Facility Design Review for Wildlife Conservation and Welfare:

ZLI Sustainable Design offers three arenas of facility design:
theatrical lighting, animal health and welfare, welfare and natural light (inc. daylighting and ALN (artificial light at night) mitigation). 

ZLI Wildlife Sensitive Facility Design enacts ZLI’s Mission, by providing real-world examples of the value of science. We encourage ongoing studies in photobiology, fostering greater understanding of the relationships of light and life. This in turn enhances the quality, productivity and viability of community life .

ZLI Wildlife Sensitive Facility Design emphasizes a diversity, engagement and inclusion ethic, drawing upon traditional design elements as well as modern. This is true for the way we build our project teams, the way we develop our portfolio and the way in which we view the value of design to celebrate science productively. Our projects strive to be joyous and playful, but we also take on very serious challenges of biodiversity-loss, animal welfare and what these mean for diverse communities around the globe. We face head-on the primary institutional challenge of sharing pressing concerns, because it is in the ultimate benefit of communities that we do so. 
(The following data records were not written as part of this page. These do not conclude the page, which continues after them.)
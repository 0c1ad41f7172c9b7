use tracing_subscriber::{EnvFilter, fmt, prelude::*};

/// Default filter when `RUST_LOG` is unset.
pub const DEFAULT_DIRECTIVE: &str = "tabular_import=info";

/// Install the global tracing subscriber: human-readable (or JSON) lines on stderr, filtered by
/// `RUST_LOG`.
///
/// Stdout is left for command output. Calling this twice is a no-op.
pub fn init_logging(json: bool) {
    let filter = EnvFilter::try_from_default_env().unwrap_or_else(|_| EnvFilter::new(DEFAULT_DIRECTIVE));

    let registry = tracing_subscriber::registry().with(filter);
    let result = if json {
        registry
            .with(fmt::layer().json().with_writer(std::io::stderr))
            .try_init()
    } else {
        registry
            .with(fmt::layer().with_target(false).with_writer(std::io::stderr))
            .try_init()
    };
    if result.is_err() {
        tracing::debug!("tracing subscriber already installed");
    }
}
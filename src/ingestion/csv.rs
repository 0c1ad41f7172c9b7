//! Delimited-text parsing: upload bytes -> [`RawTable`].

use std::path::Path;

use crate::error::{ImportError, ImportResult};
use crate::types::{RawTable, RawValue};

const UTF8_BOM: &[u8] = b"\xEF\xBB\xBF";

/// Supported tabular formats.
#[derive(Debug, Clone, Copy, PartialEq, Eq)]
pub enum TabularFormat {
    /// Comma-separated values.
    Csv,
    /// Tab-separated values.
    Tsv,
}

impl TabularFormat {
    /// Parse a format from a file extension (case-insensitive).
    pub fn from_extension(ext: &str) -> Option<Self> {
        match ext.to_ascii_lowercase().as_str() {
            "csv" => Some(Self::Csv),
            "tsv" | "tab" => Some(Self::Tsv),
            _ => None,
        }
    }

    pub fn delimiter(self) -> u8 {
        match self {
            Self::Csv => b',',
            Self::Tsv => b'\t',
        }
    }
}

/// An uploaded file: caller-supplied name plus its full contents.
#[derive(Debug, Clone, PartialEq, Eq)]
pub struct Upload {
    pub filename: String,
    pub bytes: Vec<u8>,
}

impl Upload {
    pub fn new(filename: impl Into<String>, bytes: impl Into<Vec<u8>>) -> Self {
        Self {
            filename: filename.into(),
            bytes: bytes.into(),
        }
    }

    /// Read a file from disk; the upload's filename is the path's final component.
    pub fn from_path(path: impl AsRef<Path>) -> ImportResult<Self> {
        let path = path.as_ref();
        let bytes = std::fs::read(path)?;
        let filename = path
            .file_name()
            .map(|n| n.to_string_lossy().into_owned())
            .unwrap_or_else(|| path.display().to_string());
        Ok(Self { filename, bytes })
    }
}

/// Infer the format from the upload's filename extension.
pub fn infer_format(filename: &str) -> ImportResult<TabularFormat> {
    Path::new(filename)
        .extension()
        .and_then(|s| s.to_str())
        .and_then(TabularFormat::from_extension)
        .ok_or_else(|| ImportError::UnsupportedFormat {
            filename: filename.to_owned(),
        })
}

/// Parse an upload into a [`RawTable`].
///
/// Rules:
///
/// - `format` overrides extension inference; otherwise the filename must end in a known extension.
/// - Contents must be UTF-8 (a leading BOM is ignored).
/// - The first record is the header; header cells are trimmed.
/// - Rows may be shorter or longer than the header; blank lines are skipped.
/// - No header or no data rows is an [`ImportError::EmptyTable`].
pub fn parse_upload(upload: &Upload, format: Option<TabularFormat>) -> ImportResult<RawTable> {
    let format = match format {
        Some(f) => f,
        None => infer_format(&upload.filename)?,
    };

    let bytes = upload.bytes.strip_prefix(UTF8_BOM).unwrap_or(&upload.bytes);
    let text = std::str::from_utf8(bytes).map_err(|e| ImportError::Decode {
        filename: upload.filename.clone(),
        message: e.to_string(),
    })?;

    let mut rdr = csv::ReaderBuilder::new()
        .has_headers(true)
        .flexible(true)
        .delimiter(format.delimiter())
        .from_reader(text.as_bytes());
    let table = read_table(&mut rdr)?;

    if table.headers.iter().all(|h| h.is_empty()) || table.rows.is_empty() {
        return Err(ImportError::EmptyTable {
            filename: upload.filename.clone(),
        });
    }
    Ok(table)
}

/// Read every record from an existing CSV reader (which must be configured with headers).
pub fn read_table<R: std::io::Read>(rdr: &mut csv::Reader<R>) -> ImportResult<RawTable> {
    let headers: Vec<String> = rdr.headers()?.iter().map(|h| h.trim().to_owned()).collect();

    let mut rows = Vec::new();
    for result in rdr.records() {
        let record = result?;
        rows.push(record.iter().map(RawValue::from).collect());
    }
    Ok(RawTable::new(headers, rows))
}
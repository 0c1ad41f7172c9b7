use std::path::PathBuf;

use crate::error::{StorageError, StorageResult};
use crate::types::CanonicalRecord;

use super::{AtomicLoad, RecordStore};

/// In-memory [`RecordStore`] for tests and dry runs.
///
/// Every `insert_batch` or `load_atomic` call counts as one commit attempt; a failing attempt
/// leaves the stored records untouched.
#[derive(Debug, Clone, Default)]
pub struct MemoryStore {
    target: String,
    records: Vec<CanonicalRecord>,
    commit_attempts: usize,
    fail_delete: bool,
    fail_commit_at: Option<usize>,
    lock_path: Option<PathBuf>,
}

impl MemoryStore {
    pub fn new(target: impl Into<String>) -> Self {
        Self {
            target: target.into(),
            ..Self::default()
        }
    }

    /// Seed the store with existing records.
    pub fn with_records(mut self, records: Vec<CanonicalRecord>) -> Self {
        self.records = records;
        self
    }

    /// Make `delete_all` (and purging loads) fail.
    pub fn failing_delete(mut self) -> Self {
        self.fail_delete = true;
        self
    }

    /// Make the `n`-th commit attempt (1-based) fail.
    pub fn failing_commit_at(mut self, n: usize) -> Self {
        self.fail_commit_at = Some(n);
        self
    }

    /// Have imports into this store take an advisory lock on `path`.
    pub fn with_lock_path(mut self, path: impl Into<PathBuf>) -> Self {
        self.lock_path = Some(path.into());
        self
    }

    pub fn records(&self) -> &[CanonicalRecord] {
        &self.records
    }

    pub fn commit_attempts(&self) -> usize {
        self.commit_attempts
    }

    fn begin_commit(&mut self) -> StorageResult<()> {
        self.commit_attempts += 1;
        if self.fail_commit_at == Some(self.commit_attempts) {
            return Err(StorageError::Rejected {
                operation: "commit".to_owned(),
                message: format!("injected failure on commit {}", self.commit_attempts),
            });
        }
        Ok(())
    }

    fn check_delete(&self) -> StorageResult<()> {
        if self.fail_delete {
            return Err(StorageError::Rejected {
                operation: "delete".to_owned(),
                message: "injected failure".to_owned(),
            });
        }
        Ok(())
    }
}

impl RecordStore for MemoryStore {
    fn target(&self) -> &str {
        &self.target
    }

    fn delete_all(&mut self) -> StorageResult<usize> {
        self.check_delete()?;
        let n = self.records.len();
        self.records.clear();
        Ok(n)
    }

    fn insert_batch(&mut self, batch: &[CanonicalRecord]) -> StorageResult<usize> {
        self.begin_commit()?;
        self.records.extend_from_slice(batch);
        Ok(batch.len())
    }

    fn load_atomic(&mut self, records: &[CanonicalRecord], purge: bool) -> StorageResult<AtomicLoad> {
        if purge {
            self.check_delete()?;
        }
        self.begin_commit()?;
        let deleted = purge.then(|| {
            let n = self.records.len();
            self.records.clear();
            n
        });
        self.records.extend_from_slice(records);
        Ok(AtomicLoad {
            deleted,
            inserted: records.len(),
        })
    }

    fn count(&self) -> StorageResult<usize> {
        Ok(self.records.len())
    }

    fn lock_path(&self) -> Option<PathBuf> {
        self.lock_path.clone()
    }
}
ZLI Sustainable Design emphasizes lighting control, whether passive or technological, as a fundamental priority in pursuit of data-driven design strategies and appropriate photo-biological metrics. Such an approach is unique to ZLI, but directly in accord with future sustainable best practices that recognize wildlife as a priority. Basing our work in the sciences, and insisting upon data-driven metrics in our design work, justifies the boldness of this statement. Light is fundamental to life, and an integral aspect of animal (including human) health and well-being.

Theatrical Exhibit Design

Aquarium, zoo and museum live and theatrical presentations provide a necessary service to the public, by creating, fostering and engendering emotional and intellectual connections with animals. Animal welfare in this context is a paramount concern, but so too is show impact. This means controlling the distribution and timing of light carefully, in accord with refined story-telling, rich narrative support and a willingness to understand animal photobiology and to act upon it. 

ZLI’s Theatrical Exhibit Design offers theming, scripting, lighting, set design and commissioning services.

Animal Health and Welfare Exhibit Design

All animals evolved within the regular cycles of natural light, whether within the depths of the ocean or on the peaks of the Himalayas. Biology and behavior are inextricably tied to environment, and although life displays a certain resilience, the maintenance of an environment as close to an indigenous one as possible is not only an obligation, but an opportunity to advance science and strengthen community by improving animal health and welfare. ZLI’s Animal Health and Welfare Exhibit Design underscores relationships of habitat to life, with the aim of improving animal welfare and of connecting the public to animals, on their own terms. ZLI’s Animal Health and Welfare Exhibit Design also addressed threats to wild animal populations, stressing integrated pest management, bird-friendly design and balanced provisioning.

Daylighting / Night Lighting Facility Design

Daylighting is a familiar architectural service, emphasizing the optimization of natural light within a building, to save energy, to improve performance and to encourage thoughtful and marketable creativity. It is an essential component of responsible and sustainable design. ZLI Daylighting / Night-lighting takes this basic service one step further, recognizing that natural light at night is also a vital component of healthy and productive environments. Just as poorly designed architecture mishandles natural sun and sky light, requiring added and deleterious artificial lighting, poorly and overly supplied artificial lighting restricts access to moon and starlight at night. Human health, animal health, ecological health and energy performance are each in turn harmed.  ZLI Day/Night Lighting Facility Design reinvents traditional best practices in architecture, to help aquariums, zoos and museums operate more efficiently and in accord with their missions.